50% reduction (halved)
75% reduction (to one-quarter)
25% reduction (quartered)
No significant memory change
For most embedding encoders, what approximate recall level can be maintained when using HNSW indexes with halfvec storage?
Above 99%
Around 90%
Below 70%
Exactly 50%
Before migrating a vector column to halfvec, what should be explicitly defined?
The exact embedding dimensions
A target recall threshold
The GPU model to use
The database backup schedule
What does the HNSW parameter 'm' control in the index configuration?
The number of index files
The memory allocation limit
The number of connections per node in the graph
The maximum search depth
What does the HNSW parameter 'ef' control during search operations?
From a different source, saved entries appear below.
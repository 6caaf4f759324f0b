// SPDX-FileCopyrightText: © 2025 TTKB, LLC
// SPDX-License-Identifier: BSD-3-CLAUSE

#![allow(dead_code)]

use std::fs::File;
use std::io::{Seek, SeekFrom, Write};
use std::path::Path;

use anyhow::Result;
use binrw::io::Cursor;
use binrw::BinWrite;

use zbank::error::Warning;
use zbank::report::Reporter;
use zbank::{DirectoryEntry, IndexTable, IndexTableHeader, TitleProfile, ENTRY_LEN, ROM_SIZE};

/// A bank to place in a synthetic ROM.
pub struct Bank {
    pub payload: Vec<u8>,
    pub metadata: [u8; 8],
}

impl Bank {
    /// A bank of `size` bytes filled with a pattern derived from `seed`.
    pub fn patterned(seed: u8, size: usize) -> Self {
        Self {
            payload: (0..size).map(|i| seed.wrapping_add(i as u8)).collect(),
            metadata: [seed, 1, 2, 3, 4, 5, 6, seed ^ 0xff],
        }
    }
}

/// Lays out banks back to back in the Audiobank region and builds the index
/// table describing them. Unused table slots stay zeroed.
pub struct SyntheticRom {
    profile: TitleProfile,
    declared_count: u16,
    banks: Vec<Bank>,
}

impl SyntheticRom {
    pub fn new(profile: &TitleProfile) -> Self {
        Self {
            profile: *profile,
            declared_count: profile.expected_bank_count,
            banks: Vec::new(),
        }
    }

    pub fn declared_count(mut self, count: u16) -> Self {
        self.declared_count = count;
        self
    }

    pub fn bank(mut self, bank: Bank) -> Self {
        self.banks.push(bank);
        self
    }

    pub fn banks(&self) -> &[Bank] {
        &self.banks
    }

    pub fn slots(&self) -> usize {
        (self.profile.location.index_size as usize - ENTRY_LEN) / ENTRY_LEN
    }

    pub fn table(&self) -> IndexTable {
        let mut address = 0u32;
        let mut entries = Vec::new();
        for bank in &self.banks {
            let size = bank.payload.len() as u32;
            entries.push(DirectoryEntry::new(address, size, bank.metadata));
            address += size;
        }
        entries.resize(self.slots(), DirectoryEntry::new(0, 0, [0; 8]));
        IndexTable::new(IndexTableHeader::new(self.declared_count), entries)
    }

    fn table_bytes(&self) -> Result<Vec<u8>> {
        let mut bytes = Cursor::new(Vec::new());
        self.table().write(&mut bytes)?;
        Ok(bytes.into_inner())
    }

    /// The smallest in-memory image holding the table and every bank.
    pub fn to_bytes(&self) -> Result<Vec<u8>> {
        let mut rom = Cursor::new(Vec::new());
        self.write_to(&mut rom)?;
        Ok(rom.into_inner())
    }

    /// A full-size ROM file whose header carries `magic`.
    pub fn write_file(&self, path: &Path, magic: &[u8]) -> Result<()> {
        let mut file = File::create(path)?;
        file.set_len(ROM_SIZE)?;
        file.write_all(magic)?;
        self.write_to(&mut file)?;
        Ok(())
    }

    fn write_to<W: Write + Seek>(&self, rom: &mut W) -> Result<()> {
        let location = &self.profile.location;
        rom.seek(SeekFrom::Start(u64::from(location.bank_offset)))?;
        for bank in &self.banks {
            rom.write_all(&bank.payload)?;
        }
        rom.seek(SeekFrom::Start(u64::from(location.index_offset)))?;
        rom.write_all(&self.table_bytes()?)?;
        Ok(())
    }
}

/// Records warnings for inspection.
#[derive(Default)]
pub struct RecordingReporter {
    pub warnings: Vec<Warning>,
    pub banks: Vec<usize>,
}

impl Reporter for RecordingReporter {
    fn on_bank(
        &mut self,
        index: usize,
        _entry: &DirectoryEntry,
        _status: zbank::extract::BankStatus,
    ) {
        self.banks.push(index);
    }

    fn on_warning(&mut self, warning: &Warning) {
        self.warnings.push(warning.clone());
    }
}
The size of the dynamic candidate list examined during search
The index file version
The error rate threshold
The number of dimensions in each vector
What is a labeled probe set used for after migrating to halfvec?
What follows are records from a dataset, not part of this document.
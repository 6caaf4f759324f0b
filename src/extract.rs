// SPDX-FileCopyrightText: © 2025 TTKB, LLC
// SPDX-License-Identifier: BSD-3-CLAUSE

//! Reads the audiobank index table of a ROM and writes the selected banks.

use std::fmt;
use std::fs::{self, File};
use std::io::{self, Read, Seek, SeekFrom};
use std::path::{Path, PathBuf};

use clap::ValueEnum;

use super::error::{Result, Warning};
use super::report::Reporter;
use super::{DirectoryEntry, IndexTable, Title, TitleProfile};

/// Which banks to write.
#[derive(Clone, Copy, Debug, Default, PartialEq, Eq, ValueEnum)]
pub enum ExtractMode {
    /// Banks whose size matches the original release
    #[value(name = "vanilla")]
    VanillaOnly,
    /// Banks whose size differs from the original release
    #[default]
    #[value(name = "changed")]
    ChangedOnly,
}

impl ExtractMode {
    /// Whether a bank with the given status is written in this mode.
    pub fn selects(self, status: BankStatus) -> bool {
        matches!(
            (self, status),
            (ExtractMode::VanillaOnly, BankStatus::Vanilla)
                | (ExtractMode::ChangedOnly, BankStatus::Modified)
        )
    }
}

/// Extraction settings.
#[derive(Clone, Debug, Default, PartialEq, Eq)]
pub struct Config {
    pub mode: ExtractMode,
}

impl Config {
    pub fn new(mode: ExtractMode) -> Self {
        Self { mode }
    }
}

/// Whether a bank still has the size it had in the original release.
#[derive(Clone, Copy, Debug, PartialEq, Eq)]
pub enum BankStatus {
    Vanilla,
    Modified,
}

impl BankStatus {
    /// Compares `size` against the reference size for bank `index`. Banks past
    /// the end of the reference table are never vanilla.
    pub fn classify(reference_sizes: &[u32], index: usize, size: u32) -> Self {
        match reference_sizes.get(index) {
            Some(&reference) if reference == size => BankStatus::Vanilla,
            _ => BankStatus::Modified,
        }
    }
}

impl fmt::Display for BankStatus {
    fn fmt(&self, f: &mut fmt::Formatter) -> fmt::Result {
        match self {
            BankStatus::Vanilla => f.pad("vanilla"),
            BankStatus::Modified => f.pad("modified"),
        }
    }
}

/// The result of a completed extraction.
#[derive(Clone, Debug, Default, PartialEq, Eq)]
pub struct ExtractSummary {
    /// Number of entries read from the index table.
    pub parsed: usize,
    /// Indices of the banks that were written, in table order.
    pub written: Vec<usize>,
}

/// The file name stem for bank `index`: two or more lowercase hex digits.
pub fn bank_stem(index: usize) -> String {
    format!("{index:02x}")
}

/// Reads and parses the index table described by `profile`.
pub fn read_index_table<R: Read + Seek>(rom: &mut R, profile: &TitleProfile) -> Result<IndexTable> {
    let location = &profile.location;
    rom.seek(SeekFrom::Start(u64::from(location.index_offset)))?;
    let mut bytes = vec![0u8; location.index_size as usize];
    rom.read_exact(&mut bytes)?;
    IndexTable::parse(&bytes)
}

/// Reads the index table and reports a [Warning::BankCountMismatch] when its
/// header disagrees with the original release.
pub fn read_checked_index_table<R: Read + Seek>(
    rom: &mut R,
    profile: &TitleProfile,
    reporter: &mut dyn Reporter,
) -> Result<IndexTable> {
    let table = read_index_table(rom, profile)?;
    let declared = table.header().declared_count();
    if declared != profile.expected_bank_count {
        reporter.on_warning(&Warning::BankCountMismatch {
            title: profile.title,
            expected: profile.expected_bank_count,
            declared,
        });
    }
    Ok(table)
}

/// Extracts the banks of `title` selected by `config` into `output_dir`.
pub fn extract<R: Read + Seek>(
    rom: &mut R,
    title: Title,
    output_dir: &Path,
    config: &Config,
    reporter: &mut dyn Reporter,
) -> Result<ExtractSummary> {
    extract_with_profile(rom, title.profile(), output_dir, config, reporter)
}

/// Extracts banks using explicit table locations and reference sizes.
///
/// `output_dir` is created only when at least one bank is selected. Files that
/// already exist are overwritten. An error stops extraction but leaves banks
/// written before it in place.
pub fn extract_with_profile<R: Read + Seek>(
    rom: &mut R,
    profile: &TitleProfile,
    output_dir: &Path,
    config: &Config,
    reporter: &mut dyn Reporter,
) -> Result<ExtractSummary> {
    let table = read_checked_index_table(rom, profile, reporter)?;

    let mut summary = ExtractSummary {
        parsed: table.entries().len(),
        written: Vec::new(),
    };

    for (index, entry) in table.entries().iter().enumerate() {
        let status = BankStatus::classify(profile.reference_sizes, index, entry.size());
        reporter.on_bank(index, entry, status);
        log::debug!(
            "bank {}: {status} 0x{:x} bytes at 0x{:08x}",
            bank_stem(index),
            entry.size(),
            entry.address()
        );

        if !config.mode.selects(status) {
            continue;
        }

        let region_size = profile.location.bank_size;
        if u64::from(entry.address()) + u64::from(entry.size()) > u64::from(region_size) {
            reporter.on_warning(&Warning::OutsideBankRegion {
                index,
                address: entry.address(),
                size: entry.size(),
                region_size,
            });
        }

        write_bank(rom, profile, output_dir, index, entry)?;
        summary.written.push(index);
    }

    log::info!(
        "wrote {} of {} banks to {}",
        summary.written.len(),
        summary.parsed,
        output_dir.display()
    );
    Ok(summary)
}

/// Paths of the `.zbank` and `.bankmeta` files for bank `index`.
pub fn bank_paths(output_dir: &Path, index: usize) -> (PathBuf, PathBuf) {
    let stem = bank_stem(index);
    (
        output_dir.join(format!("{stem}.zbank")),
        output_dir.join(format!("{stem}.bankmeta")),
    )
}

fn write_bank<R: Read + Seek>(
    rom: &mut R,
    profile: &TitleProfile,
    output_dir: &Path,
    index: usize,
    entry: &DirectoryEntry,
) -> Result<()> {
    fs::create_dir_all(output_dir)?;
    let (zbank_path, meta_path) = bank_paths(output_dir, index);

    rom.seek(SeekFrom::Start(entry.rom_offset(&profile.location)))?;
    let mut zbank = File::create(&zbank_path)?;
    let copied = io::copy(&mut rom.by_ref().take(u64::from(entry.size())), &mut zbank)?;
    if copied != u64::from(entry.size()) {
        return Err(io::Error::new(
            io::ErrorKind::UnexpectedEof,
            format!(
                "bank {} ends past the end of the ROM ({copied} of {} bytes read)",
                bank_stem(index),
                entry.size()
            ),
        )
        .into());
    }

    fs::write(&meta_path, entry.metadata())?;
    Ok(())
}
To measure recall accuracy by comparing results against known correct matches
To train new embedding models
To compress the index files
To generate new vector data
Which of these actions can AI tools assist with during a halfvec migration?
Improving the underlying embeddings themselves
Eliminating the need to rebuild the index
Rebuilding the HNSW index with appropriate parameters
Replacing the need for ANN evaluation entirely
Which statement describes something AI tools cannot do in the halfvec migration process?
Measure recall on a labeled dataset
Suggest appropriate HNSW parameters
Migrate the column data type
Improve the quality of the original embeddings
After converting a vector column to halfvec, why must the HNSW index be rebuilt?
HNSW only works with float4 data
The old index is automatically deleted
The database requires a fresh index for backup
The index stores pointers that must reference the new memory layout
What type of evaluation cannot be replaced by AI when using approximate nearest neighbor indexes?
Query performance benchmarking
Parameter tuning for HNSW
Memory usage analysis
Recall measurement using a labeled dataset
Why should recall be measured on a sample dataset before fully committing to halfvec storage?
The database may reject the new data type
Some embedding models lose meaningful accuracy when stored in fp16
Memory usage may increase unexpectedly
HNSW indexes cannot handle fp16 data
What characteristic of certain embedding models makes them unsuitable for halfvec storage?
Their numerical values are too sensitive to precision loss
They are too small
They use too many dimensions
They require floating-point numbers
In the context of pgvector, what does fp16 stand for?
16-bit floating point precision
Fast processing 16-bit
File protocol version 16
Fixed-point 16-bit integer
When migrating to halfvec, what three actions are recommended in sequence?